■ Records to use:

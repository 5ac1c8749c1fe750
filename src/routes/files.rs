use std::{fs, path::Path};

use super::*;

pub async fn script(ReqPath(file_name): ReqPath<String>) -> impl IntoResponse {
    static_file("static/scripts", &file_name, "text/javascript")
}

pub async fn style(ReqPath(file_name): ReqPath<String>) -> impl IntoResponse {
    static_file("static/styles", &file_name, "text/css")
}

/// The loaded dataset, with canonical keys.
pub async fn books(State(state): State<AppState>) -> impl IntoResponse {
    Json(state.catalog.records().to_vec())
}

fn static_file(directory: &str, file_name: &str, content_type: &'static str) -> Response {
    // Only plain names inside the directory.
    if file_name.starts_with('.') || file_name.contains(['/', '\\']) {
        return StatusCode::NOT_FOUND.into_response();
    }

    let path = Path::new(directory).join(file_name);
    match fs::read_to_string(&path) {
        Ok(content) => (
            [
                (header::CONTENT_TYPE, content_type.to_owned()),
                (
                    header::CONTENT_DISPOSITION,
                    format!("inline; filename=\"{file_name}\""),
                ),
            ],
            content,
        )
            .into_response(),
        Err(e) => {
            debug!("Could not serve {}: {e}", path.display());
            StatusCode::NOT_FOUND.into_response()
        }
    }
}
use std::path::PathBuf;

pub use book::{BookRecord, ClassYear, Genre, Year, YearField, YearKey};
use book::RecordData;
pub use catalog::Catalog;
pub use source::{parse_records, Source};

/// Book records and the values they carry.
pub mod book;

/// The loaded, indexed dataset.
pub mod catalog;

/// Reading the dataset from disk or over HTTP.
pub mod source;

#[derive(Debug, thiserror::Error)]
pub enum DataError {
    /// Wraps the path of a dataset file that could not be read.
    #[error("could not read {}: {source}", .path.display())]
    Io {
        path: PathBuf,
        source: std::io::Error,
    },

    /// The dataset URL could not be fetched.
    #[error("could not fetch dataset: {0}")]
    Http(#[from] reqwest::Error),

    /// The dataset text is not JSON.
    #[error("dataset is not valid json: {0}")]
    Json(#[from] serde_json::Error),

    /// Wraps the kind of JSON value found where the array of books belongs.
    #[error("dataset must be an array of books, found {0}")]
    NotAnArray(&'static str),
}

pub type DataResult<T> = Result<T, DataError>;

■ Exercise brief: Write out all the records again, exactly as they appear.

■ Solution for this exercise:
repository 5ac1c8749c1fe750
filename src/routes/files.rs
use std::{fs, path::Path};

use super::*;

pub async fn script(ReqPath(file_name): ReqPath<String>) -> impl IntoResponse {
    static_file("static/scripts", &file_name, "text/javascript")
}

pub async fn style(ReqPath(file_name): ReqPath<String>) -> impl IntoResponse {
    static_file("static/styles", &file_name, "text/css")
}

/// The loaded dataset, with canonical keys.
pub async fn books(State(state): State<AppState>) -> impl IntoResponse {
    Json(state.catalog.records().to_vec())
}

fn static_file(directory: &str, file_name: &str, content_type: &'static str) -> Response {
    // Only plain names inside the directory.
    if file_name.starts_with('.') || file_name.contains(['/', '\\']) {
        return StatusCode::NOT_FOUND.into_response();
    }

    let path = Path::new(directory).join(file_name);
    match fs::read_to_string(&path) {
        Ok(content) => (
            [
                (header::CONTENT_TYPE, content_type.to_owned()),
                (
                    header::CONTENT_DISPOSITION,
                    format!("inline; filename=\"{file_name}\""),
                ),
            ],
            content,
        )
            .into_response(),
        Err(e) => {
            debug!("Could not serve {}: {e}", path.display());
            StatusCode::NOT_FOUND.into_response()
        }
    }
}
use std::path::PathBuf;

pub use book::{BookRecord, ClassYear, Genre, Year, YearField, YearKey};
use book::RecordData;
pub use catalog::Catalog;
pub use source::{parse_records, Source};

/// Book records and the values they carry.
pub mod book;

/// The loaded, indexed dataset.
pub mod catalog;

/// Reading the dataset from disk or over HTTP.
pub mod source;

#[derive(Debug, thiserror::Error)]
pub enum DataError {
    /// Wraps the path of a dataset file that could not be read.
    #[error("could not read {}: {source}", .path.display())]
    Io {
        path: PathBuf,
        source: std::io::Error,
    },

    /// The dataset URL could not be fetched.
    #[error("could not fetch dataset: {0}")]
    Http(#[from] reqwest::Error),

    /// The dataset text is not JSON.
    #[error("dataset is not valid json: {0}")]
    Json(#[from] serde_json::Error),

    /// Wraps the kind of JSON value found where the array of books belongs.
    #[error("dataset must be an array of books, found {0}")]
    NotAnArray(&'static str),
}

pub type DataResult<T> = Result<T, DataError>;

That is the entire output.